I learned Rose is 92 years old, “glad to be alive” and kicking. Since the clock is ticking, I thought I should come clean and tell her one of the biggest thrills of my dusty life was sharing a stage with her at “An Evening of Humor in Honor of Mo Udall” at Centennial Hall in 1993. Barry Goldwater and the headliner, Mark Russell, were great. But Arizona’s First Lady was funny, sassy and genuine winning the audience with her folksy self-deprecating humor and hilarious stories that offered strong moral lessons and profound political points.

She told the crowd she took my cartoons to her favorite hairdresser with instructions to “follow these schematics.”

Rose ascended to the governor’s throne after the scandalous Evan Mecham was kicked to the curb. Short-statured Mecham was too easy to satirize, with his chimp-like grin and his ragged toupee. After Mecham ran Arizona into the ditch, decent Rose knocked out the dings, buffed Arizona’s fenders, gassed her up and got us out back on the road and running just fine, thank you.

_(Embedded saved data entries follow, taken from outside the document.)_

//! `ctxlog` command line tool.
//!
//! Emits a single record through the logger facade, with fields attached
//! both to a context and to a handle. Useful for checking a logging config
//! and for scripting.
//!
//! ```text
//! ctxlog -c request_id=r1 -f attempt=2 --level warn "retrying"
//! ```
//!
//! `--form` picks the call form (`plain`, `f`, `c`, `fc` for `info`,
//! `infof`, `info_c`, `infof_c`) and `--ambient` routes the call through the
//! free functions instead of a handle; handle fields and `--error` are then
//! not attached.
//!
//! Prints `done` on stdout once the record was emitted; a fatal record exits
//! with status 1 before that.

use std::path::PathBuf;

use clap::{Parser, ValueEnum};
use thiserror::Error;
use uuid::Uuid;

use ctxlog::config::{self, LoggingConfig, OutputTarget};
use ctxlog::{context, Context, Fields, Level, Logger};

#[derive(Parser)]
#[command(name = "ctxlog")]
#[command(about = "Emit a structured log record with context fields", long_about = None)]
struct Cli {
    /// TOML logging configuration.
    #[arg(long)]
    config: Option<PathBuf>,

    /// Minimum level written (overrides config and CTXLOG_LEVEL).
    #[arg(long)]
    min_level: Option<Level>,

    /// Write records to stdout instead of the configured output.
    #[arg(long)]
    stdout: bool,

    /// Level of the emitted record.
    #[arg(short, long, default_value = "info")]
    level: Level,

    /// Context field, `key=value`. Repeatable.
    #[arg(short = 'c', long = "context", value_parser = parse_pair)]
    context_fields: Vec<(String, String)>,

    /// Handle field, `key=value`. Repeatable.
    #[arg(short = 'f', long = "field", value_parser = parse_pair)]
    handle_fields: Vec<(String, String)>,

    /// Attach an error description under the `error` key.
    #[arg(long)]
    error: Option<String>,

    /// Attach a fresh `request_id` to the context.
    #[arg(long)]
    request_id: bool,

    /// Call form used to emit the record.
    #[arg(long, value_enum, default_value = "c")]
    form: Form,

    /// Emit through the free functions rather than a handle.
    #[arg(long)]
    ambient: bool,

    /// Record message.
    message: String,
}

#[derive(Debug, Clone, Copy, PartialEq, Eq, ValueEnum)]
enum Form {
    /// `level(msg)`: no context fields.
    #[value(name = "plain")]
    Plain,
    /// `levelf(args)`.
    #[value(name = "f")]
    Formatted,
    /// `level_c(ctx, msg)`.
    #[value(name = "c")]
    Context,
    /// `levelf_c(ctx, args)`.
    #[value(name = "fc")]
    FormattedContext,
}

impl Form {
    fn uses_context(self) -> bool {
        matches!(self, Form::Context | Form::FormattedContext)
    }
}

#[derive(Debug, Error)]
#[error("{0}")]
struct CliError(String);

fn parse_pair(raw: &str) -> Result<(String, String), String> {
    match raw.split_once('=') {
        Some((key, value)) if !key.is_empty() => Ok((key.to_string(), value.to_string())),
        _ => Err(format!("expected key=value, got {:?}", raw)),
    }
}

fn main() -> Result<(), Box<dyn std::error::Error>> {
    let cli = Cli::parse();

    let mut log_config = match &cli.config {
        Some(path) => config::load_config(path)?,
        None => LoggingConfig::default(),
    };
    log_config = config::apply_env_overrides(log_config)?;
    if let Some(level) = cli.min_level {
        log_config.level = level;
    }
    if cli.stdout {
        log_config.output = OutputTarget::Stdout;
    }
    config::init(&log_config)?;

    let mut ctx = Context::background();
    for (key, value) in &cli.context_fields {
        ctx = context::with_field(&ctx, key.as_str(), value.as_str());
    }
    if cli.request_id {
        ctx = context::with_field(&ctx, "request_id", Uuid::new_v4().to_string());
    }

    let mut logger = Logger::root();
    for (key, value) in &cli.handle_fields {
        logger = logger.with_field(key.as_str(), value.as_str());
    }
    if let Some(description) = cli.error {
        logger = logger.with_error(&CliError(description));
    }

    if cli.ambient {
        logger = Logger::root();
    }
    if cli.level == Level::Fatal {
        emit_fatal(cli.form, cli.ambient, &logger, &ctx, &cli.message);
    }

    let base = if cli.form.uses_context() {
        context::fields_of(&ctx)
    } else {
        Fields::new()
    };
    logger.log(&base, cli.level, format_args!("{}", cli.message));

    println!("done");
    Ok(())
}

fn emit_fatal(form: Form, ambient: bool, logger: &Logger, ctx: &Context, msg: &str) -> ! {
    match (ambient, form) {
        (true, Form::Plain) => ctxlog::fatal(msg),
        (true, Form::Formatted) => ctxlog::fatalf(format_args!("{}", msg)),
        (true, Form::Context) => ctxlog::fatal_c(ctx, msg),
        (true, Form::FormattedContext) => ctxlog::fatalf_c(ctx, format_args!("{}", msg)),
        (false, Form::Plain) => logger.fatal(msg),
        (false, Form::Formatted) => logger.fatalf(format_args!("{}", msg)),
        (false, Form::Context) => logger.fatal_c(ctx, msg),
        (false, Form::FormattedContext) => logger.fatalf_c(ctx, format_args!("{}", msg)),
    }
}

With the regal bearing of a rodeo queen, the politically savvy of Machiavelli and the charm of a truck stop cafe waitress, Rose favored arching Joan Crawford eyebrows and Barbie-thick eyelashes, fluttering weaponry she unleashed to display disapproval, feign shock or stare down any good old boy in the Arizona Legislature. She governed by eyebrow.

I saw her get choked up standing next to a White Mountain Apache singing the Star Spangled Banner at a Rotary event in Show Low. A salt of the earth patriot, her eyelashes turned into patio misters.

I saw her elbow and wink at a laughing Sen. Barry Goldwater after telling him a bawdy joke that was just for the two of them. An “A” list comedienne, she could have headlined a Governors of Comedy Tour, telling jokes in every diner in Arizona from Pinetop to Yuma.

I heard she once pinched a full-grown adult prosecutor on the cheek after he had won a tough conviction against a child-killer. Wagging his jowl twixt her fingers, she said, “Attaboy, doll.”

During an interview with the governor in her office, she caught me drawing her likeness in the margin of my notebook. Like a seventh grader in the back of the class I had been caught with the evidence of insult in my callow guilty hands. I handed her my low-brow drawing of a woman resembling a cross between Marge Simpson and Tammy Faye Bakker. She glared at the seditious doodle. She batted her furious eyelashes. The governor was clearly savoring my embarrassment.

And then, when all you could hear was my chicken heart pounding, she broke the silence with a warm hearty laugh, the laughter of democracy, confident in the face of petty, loyal, poorly drawn dissent. “In this life, doll, you got to laugh at yourself or you won’t make it.”

There’s the lesson: Take yourself seriously and you’ll snap. Nurture a sense of humor and you’ll endure. That’s true for nations as well as for your uncle Fred.

Judith, thanks for returning the drawing for your friend, Kay. May you both keep laughing at the good soul in the mirror.

And Rose, I’m crazy about you, doll.